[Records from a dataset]
--*--

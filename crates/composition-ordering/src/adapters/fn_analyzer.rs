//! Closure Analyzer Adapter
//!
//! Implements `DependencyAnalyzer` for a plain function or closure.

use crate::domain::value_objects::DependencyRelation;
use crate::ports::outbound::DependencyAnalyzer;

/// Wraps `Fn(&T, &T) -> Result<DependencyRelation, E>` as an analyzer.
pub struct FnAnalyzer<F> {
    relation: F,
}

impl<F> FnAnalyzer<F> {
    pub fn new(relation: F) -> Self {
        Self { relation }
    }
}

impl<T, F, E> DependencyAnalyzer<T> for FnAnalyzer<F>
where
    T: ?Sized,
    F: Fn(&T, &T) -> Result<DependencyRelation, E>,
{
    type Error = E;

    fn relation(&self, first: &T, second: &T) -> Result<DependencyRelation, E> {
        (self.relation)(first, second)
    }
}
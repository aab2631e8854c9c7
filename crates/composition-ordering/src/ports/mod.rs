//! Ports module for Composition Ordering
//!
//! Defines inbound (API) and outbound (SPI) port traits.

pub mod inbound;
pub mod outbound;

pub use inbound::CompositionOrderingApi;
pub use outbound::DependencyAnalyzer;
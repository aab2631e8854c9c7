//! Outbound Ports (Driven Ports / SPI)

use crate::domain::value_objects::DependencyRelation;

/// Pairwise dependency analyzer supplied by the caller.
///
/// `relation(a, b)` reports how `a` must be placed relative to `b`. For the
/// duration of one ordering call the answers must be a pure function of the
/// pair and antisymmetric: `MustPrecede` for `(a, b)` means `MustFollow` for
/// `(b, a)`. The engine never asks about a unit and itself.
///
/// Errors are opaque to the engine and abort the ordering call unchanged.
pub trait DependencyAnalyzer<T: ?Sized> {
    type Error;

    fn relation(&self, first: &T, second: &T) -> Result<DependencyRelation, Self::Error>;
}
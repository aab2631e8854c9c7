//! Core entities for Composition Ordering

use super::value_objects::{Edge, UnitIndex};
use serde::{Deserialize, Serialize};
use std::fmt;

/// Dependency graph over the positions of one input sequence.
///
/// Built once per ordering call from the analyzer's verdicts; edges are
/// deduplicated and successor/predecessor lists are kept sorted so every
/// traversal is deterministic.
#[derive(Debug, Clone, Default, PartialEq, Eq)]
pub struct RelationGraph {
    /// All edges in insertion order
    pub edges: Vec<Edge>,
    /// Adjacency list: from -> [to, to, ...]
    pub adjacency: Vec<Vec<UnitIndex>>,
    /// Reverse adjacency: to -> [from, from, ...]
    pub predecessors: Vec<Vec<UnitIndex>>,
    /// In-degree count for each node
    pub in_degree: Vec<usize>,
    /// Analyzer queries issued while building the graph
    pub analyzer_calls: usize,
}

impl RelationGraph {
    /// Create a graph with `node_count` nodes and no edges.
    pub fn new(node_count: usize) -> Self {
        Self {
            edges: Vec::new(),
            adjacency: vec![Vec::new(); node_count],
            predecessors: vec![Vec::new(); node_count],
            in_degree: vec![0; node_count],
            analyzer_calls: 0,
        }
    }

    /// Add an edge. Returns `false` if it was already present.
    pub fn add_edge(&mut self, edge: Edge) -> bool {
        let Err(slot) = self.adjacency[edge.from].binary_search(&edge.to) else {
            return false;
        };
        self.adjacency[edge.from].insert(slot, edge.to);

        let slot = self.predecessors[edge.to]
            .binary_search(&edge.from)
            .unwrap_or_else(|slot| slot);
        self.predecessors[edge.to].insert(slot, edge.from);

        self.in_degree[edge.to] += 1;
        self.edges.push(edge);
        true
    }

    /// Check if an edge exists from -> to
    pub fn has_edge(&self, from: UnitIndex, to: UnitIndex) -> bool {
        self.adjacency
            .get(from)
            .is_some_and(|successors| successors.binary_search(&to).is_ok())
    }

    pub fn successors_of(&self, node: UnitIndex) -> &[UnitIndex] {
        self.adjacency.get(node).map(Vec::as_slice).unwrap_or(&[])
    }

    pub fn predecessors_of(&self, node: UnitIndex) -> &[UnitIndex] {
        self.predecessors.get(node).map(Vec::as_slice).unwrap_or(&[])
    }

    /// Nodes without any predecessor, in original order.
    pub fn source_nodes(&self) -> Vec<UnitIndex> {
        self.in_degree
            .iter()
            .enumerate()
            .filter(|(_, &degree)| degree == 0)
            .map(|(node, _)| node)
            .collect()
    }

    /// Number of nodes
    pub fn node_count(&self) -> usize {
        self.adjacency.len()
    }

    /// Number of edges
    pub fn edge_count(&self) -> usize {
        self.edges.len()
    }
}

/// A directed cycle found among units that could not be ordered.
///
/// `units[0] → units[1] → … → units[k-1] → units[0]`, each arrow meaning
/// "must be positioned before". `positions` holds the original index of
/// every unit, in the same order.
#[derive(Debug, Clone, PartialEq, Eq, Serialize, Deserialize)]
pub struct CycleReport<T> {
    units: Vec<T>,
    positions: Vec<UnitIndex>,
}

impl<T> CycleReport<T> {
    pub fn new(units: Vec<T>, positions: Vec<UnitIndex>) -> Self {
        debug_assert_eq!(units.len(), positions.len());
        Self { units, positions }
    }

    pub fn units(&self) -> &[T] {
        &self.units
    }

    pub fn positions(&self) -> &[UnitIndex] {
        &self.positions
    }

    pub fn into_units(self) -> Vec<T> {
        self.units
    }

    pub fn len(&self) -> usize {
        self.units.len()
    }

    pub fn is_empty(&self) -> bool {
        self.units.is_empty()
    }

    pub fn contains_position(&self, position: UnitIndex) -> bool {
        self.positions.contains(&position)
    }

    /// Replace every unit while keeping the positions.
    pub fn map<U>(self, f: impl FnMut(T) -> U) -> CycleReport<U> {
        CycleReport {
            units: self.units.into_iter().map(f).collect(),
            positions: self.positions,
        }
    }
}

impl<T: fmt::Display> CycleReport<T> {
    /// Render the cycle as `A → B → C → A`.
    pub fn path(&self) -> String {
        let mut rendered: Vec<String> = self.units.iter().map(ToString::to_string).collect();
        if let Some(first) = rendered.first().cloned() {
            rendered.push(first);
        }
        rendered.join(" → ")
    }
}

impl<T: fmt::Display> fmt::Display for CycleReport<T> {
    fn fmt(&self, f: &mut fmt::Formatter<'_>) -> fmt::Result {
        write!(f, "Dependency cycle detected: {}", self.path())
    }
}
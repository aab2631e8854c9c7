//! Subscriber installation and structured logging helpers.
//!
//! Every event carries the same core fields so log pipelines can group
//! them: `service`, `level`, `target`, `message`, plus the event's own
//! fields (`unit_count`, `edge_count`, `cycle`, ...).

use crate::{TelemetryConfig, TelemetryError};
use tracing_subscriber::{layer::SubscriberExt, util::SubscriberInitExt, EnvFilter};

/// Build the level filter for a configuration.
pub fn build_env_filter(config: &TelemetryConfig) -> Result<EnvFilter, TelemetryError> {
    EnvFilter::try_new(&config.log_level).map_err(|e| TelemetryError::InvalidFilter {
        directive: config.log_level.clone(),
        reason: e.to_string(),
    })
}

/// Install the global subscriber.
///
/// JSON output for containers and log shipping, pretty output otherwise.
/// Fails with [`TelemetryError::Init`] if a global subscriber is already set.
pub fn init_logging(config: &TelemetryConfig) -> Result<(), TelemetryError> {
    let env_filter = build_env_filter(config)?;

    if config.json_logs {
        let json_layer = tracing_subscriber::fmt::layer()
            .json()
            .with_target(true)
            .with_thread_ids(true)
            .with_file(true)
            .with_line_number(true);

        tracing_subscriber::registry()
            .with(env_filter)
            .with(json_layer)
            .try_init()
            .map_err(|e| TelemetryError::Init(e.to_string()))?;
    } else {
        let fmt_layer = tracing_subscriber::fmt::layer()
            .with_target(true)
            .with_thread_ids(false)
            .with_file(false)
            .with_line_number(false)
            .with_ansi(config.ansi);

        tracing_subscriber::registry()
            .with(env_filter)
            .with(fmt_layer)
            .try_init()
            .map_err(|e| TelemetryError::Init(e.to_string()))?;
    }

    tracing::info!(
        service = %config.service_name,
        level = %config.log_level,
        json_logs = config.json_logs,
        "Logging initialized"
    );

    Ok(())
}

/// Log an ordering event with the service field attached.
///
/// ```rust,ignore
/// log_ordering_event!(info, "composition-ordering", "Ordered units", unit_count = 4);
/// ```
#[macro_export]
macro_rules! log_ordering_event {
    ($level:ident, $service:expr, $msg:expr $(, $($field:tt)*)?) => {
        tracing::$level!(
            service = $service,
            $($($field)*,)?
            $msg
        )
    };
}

--*--

◆ **AIM OF THE TASK**: Above are the entries. Copy exactly the part that opens with the line containing "second: &T) -> Result<DependencyRelation, E>" and closes with the line containing "function of the", and no more.

◆ **WRITTEN ANSWER**:
    fn relation(&self, first: &T, second: &T) -> Result<DependencyRelation, E> {
        (self.relation)(first, second)
    }
}
repository aab2631e8854c9c7
filename crates/composition-ordering/src/ports/mod.rs
//! Ports module for Composition Ordering
//!
//! Defines inbound (API) and outbound (SPI) port traits.

pub mod inbound;
pub mod outbound;

pub use inbound::CompositionOrderingApi;
pub use outbound::DependencyAnalyzer;
repository aab2631e8854c9c7
//! Outbound Ports (Driven Ports / SPI)

use crate::domain::value_objects::DependencyRelation;

/// Pairwise dependency analyzer supplied by the caller.
///
/// `relation(a, b)` reports how `a` must be placed relative to `b`. For the
/// duration of one ordering call the answers must be a pure function of the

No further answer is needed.